2. Quantum of Solace
Like your average Bond flick, the Titans are going to start off taking on all evil and prevailing. Then Bond hits a snag. He makes a mistake. He gets caught. His love interest is murdered. The Titans made their mistakes. The Jets caught them with their pants down. Luckily nobody was murdered. The question now remains: Do the Titans come back like Bond and conquer their opponents in the end? Or, will they veer off the path and play down to the level that one looking at their roster on paper would think they would play? The NFL is a league of copy-cats.

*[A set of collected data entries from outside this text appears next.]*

//! # Receipt Commands
//!
//! Prints both copies of an order's receipt and archives the customer copy.
//!
//! ## Partial Success
//! ```text
//! render customer + store copies
//!        │
//!        ├──► print customer copy ──► print store copy ──► printed
//!        │        (a failure skips the store copy)
//!        │
//!        └──► put_document(receipts/YYYY-MM/..., customer copy) ──► saved
//! ```
//! Neither step blocks the other. The outcome reports both flags and every
//! error message.

use serde::Serialize;
use tracing::{info, warn};
use washfold_core::{render_receipt, Order, ReceiptCopy, TaxRate};
use washfold_store::{receipt_path, DocumentStore};

use crate::printer::Printer;
use crate::state::TerminalConfig;

#[derive(Debug, Clone, Serialize)]
#[serde(rename_all = "camelCase")]
pub struct ReceiptOutcome {
    pub order_number: u64,
    /// Both copies reached the printer.
    pub printed: bool,
    /// The customer copy was archived.
    pub saved: bool,
    pub path: String,
    pub errors: Vec<String>,
}

/// Renders one copy with the terminal's store header and paper format.
pub fn render_copy(
    order: &Order,
    config: &TerminalConfig,
    tax_rate: TaxRate,
    copy: ReceiptCopy,
) -> String {
    render_receipt(
        order,
        &config.store_info(),
        copy,
        tax_rate,
        &config.print_format(),
    )
}

/// Prints the customer copy then the store copy, and archives the customer
/// copy under the order's local date.
///
/// `tax_rate` labels the ITBMS line and should be the rate the order was
/// priced with.
pub async fn process_order_receipts(
    order: &Order,
    config: &TerminalConfig,
    tax_rate: TaxRate,
    printer: &dyn Printer,
    documents: &dyn DocumentStore,
) -> ReceiptOutcome {
    let customer_copy = render_copy(order, config, tax_rate, ReceiptCopy::Customer);
    let mut errors = Vec::new();

    let mut printed = true;
    for copy in ReceiptCopy::BOTH {
        let text = match copy {
            ReceiptCopy::Customer => customer_copy.clone(),
            ReceiptCopy::Store => render_copy(order, config, tax_rate, copy),
        };
        if let Err(e) = printer.print(&config.printer.name, &text).await {
            warn!(order_number = order.order_number, ?copy, error = %e, "Receipt print failed");
            errors.push(format!("Print failed ({:?} copy): {}", copy, e));
            printed = false;
            break;
        }
    }

    let local_date = order
        .created_at
        .with_timezone(&config.utc_offset())
        .date_naive();
    let path = receipt_path(order.order_number, local_date);

    let saved = match documents.put_document(&path, &customer_copy).await {
        Ok(()) => true,
        Err(e) => {
            warn!(order_number = order.order_number, %path, error = %e, "Receipt archive failed");
            errors.push(format!("Save failed: {}", e));
            false
        }
    };

    info!(order_number = order.order_number, printed, saved, "Receipts processed");

    ReceiptOutcome {
        order_number: order.order_number,
        printed,
        saved,
        path,
        errors,
    }
}

#[cfg(test)]
mod tests {
    use super::*;
    use crate::commands::fixtures::OfflineArchive;
    use crate::printer::testing::RecordingPrinter;
    use chrono::{TimeZone, Utc};
    use rust_decimal_macros::dec;
    use washfold_core::{
        Money, Payment, PricingMode, Product, ServiceSettings, Ticket, TicketTotals,
    };
    use washfold_store::MemoryStore;

    /// Order #3481, rung up at 21:30 Panama time (02:30 UTC the next day).
    fn late_order() -> Order {
        let shirt = Product::new("shirt", "Camisa", PricingMode::Quantity, Money::new(dec!(2.50)));
        let mut ticket = Ticket::new();
        ticket.add_product(&shirt).unwrap();
        ticket.confirm_walk_in();

        let now = Utc.with_ymd_and_hms(2024, 3, 16, 2, 30, 0).unwrap();
        let offset = chrono::FixedOffset::west_opt(5 * 3600).unwrap();
        let totals = TicketTotals::compute(
            &ticket,
            &ServiceSettings::default(),
            now.with_timezone(&offset),
        );
        let payment = Payment::cash(totals.total, Money::new(dec!(5))).unwrap();
        let mut order = Order::from_ticket(&ticket, &totals, payment, None, now).unwrap();
        order.order_number = 3481;
        order
    }

    #[tokio::test]
    async fn test_prints_both_copies_and_saves_customer_copy() {
        let config = TerminalConfig::default();
        let printer = RecordingPrinter::default();
        let store = MemoryStore::new();
        let order = late_order();

        let outcome =
            process_order_receipts(&order, &config, TaxRate::ITBMS, &printer, &store).await;

        assert!(outcome.printed && outcome.saved);
        assert!(outcome.errors.is_empty());
        // Local date, not the UTC date
        assert_eq!(outcome.path, "receipts/2024-03/2024-03-15_order-3481.txt");

        let jobs = printer.printed().await;
        assert_eq!(jobs.len(), 2);
        assert!(jobs[0].contains("COPIA CLIENTE"));
        assert!(jobs[1].contains("COPIA TIENDA"));

        let saved = store.get_document(&outcome.path).await.unwrap().unwrap();
        assert_eq!(saved, jobs[0]);
    }

    #[tokio::test]
    async fn test_printer_failure_still_saves() {
        let config = TerminalConfig::default();
        let printer = RecordingPrinter::failing();
        let store = MemoryStore::new();

        let outcome =
            process_order_receipts(&late_order(), &config, TaxRate::ITBMS, &printer, &store).await;

        assert!(!outcome.printed);
        assert!(outcome.saved);
        assert_eq!(outcome.errors.len(), 1);
        assert_eq!(store.document_count().await, 1);
    }

    #[tokio::test]
    async fn test_store_copy_failure_is_reported() {
        let config = TerminalConfig::default();
        let printer = RecordingPrinter::failing_after(1);
        let store = MemoryStore::new();

        let outcome =
            process_order_receipts(&late_order(), &config, TaxRate::ITBMS, &printer, &store).await;

        assert!(!outcome.printed);
        assert!(outcome.errors[0].contains("Store copy"));
        assert_eq!(printer.printed().await.len(), 1);
    }

    #[tokio::test]
    async fn test_archive_failure_still_prints() {
        let config = TerminalConfig::default();
        let printer = RecordingPrinter::default();

        let outcome =
            process_order_receipts(&late_order(), &config, TaxRate::ITBMS, &printer, &OfflineArchive)
                .await;

        assert!(outcome.printed && !outcome.saved);
        assert_eq!(outcome.errors.len(), 1);
        assert!(outcome.errors[0].starts_with("Save failed"));
        assert_eq!(printer.printed().await.len(), 2);
    }

    #[test]
    fn test_render_copy_uses_config_header() {
        let mut config = TerminalConfig::default();
        config.store.name = "LAVANDERÍA CENTRAL".into();
        let text = render_copy(&late_order(), &config, TaxRate::ITBMS, ReceiptCopy::Store);
        assert!(text.contains("LAVANDERÍA CENTRAL"));
        assert!(text.contains("Efectivo"));
    }
}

For the Titans' sake, hopefully teams can't take much away from the strategy used by the Jets.
3. Twilight
Every love story starts with two people. While this isn't your traditional love story, it does start with two people. On one hand you have Matt Cassel. After back to back 400 yard games, this free agent to be has every GM with a bad QB situation in love. On the other hand, you have Kurt Warner, who continues his Cinderella season towards an MVP trophy. The league and fans have fallen in love with Warner again. Both will receive nice contracts going into next season. Warner with the Cards, Cassel with another team (the Jets look like the most likely candidate). But, will either (or both) suck the blood out of their teams next season? Kurt Warner is a concussion away from being Steve Young, and Matt Cassel could be a system QB.
4. Madagascar 2
The kids love this one, and speaking of kids, if you caught the nation's top college game last week, you saw a kid you will love. Oklahoma QB Sam Bradford led the Sooners to the annihilation of the Texas Tech Red Raiders. While I've been high on Michael Crabtree, Bradford spent this season climbing up my charts. If he decides to go into the NFL draft (he is a redshirt sophomore), I can see him going as the #1 pick overall. Bradford made NFL throws in Saturday's game, and looked like an NFL QB. Only problem is, it looks like he might end up in Detroit.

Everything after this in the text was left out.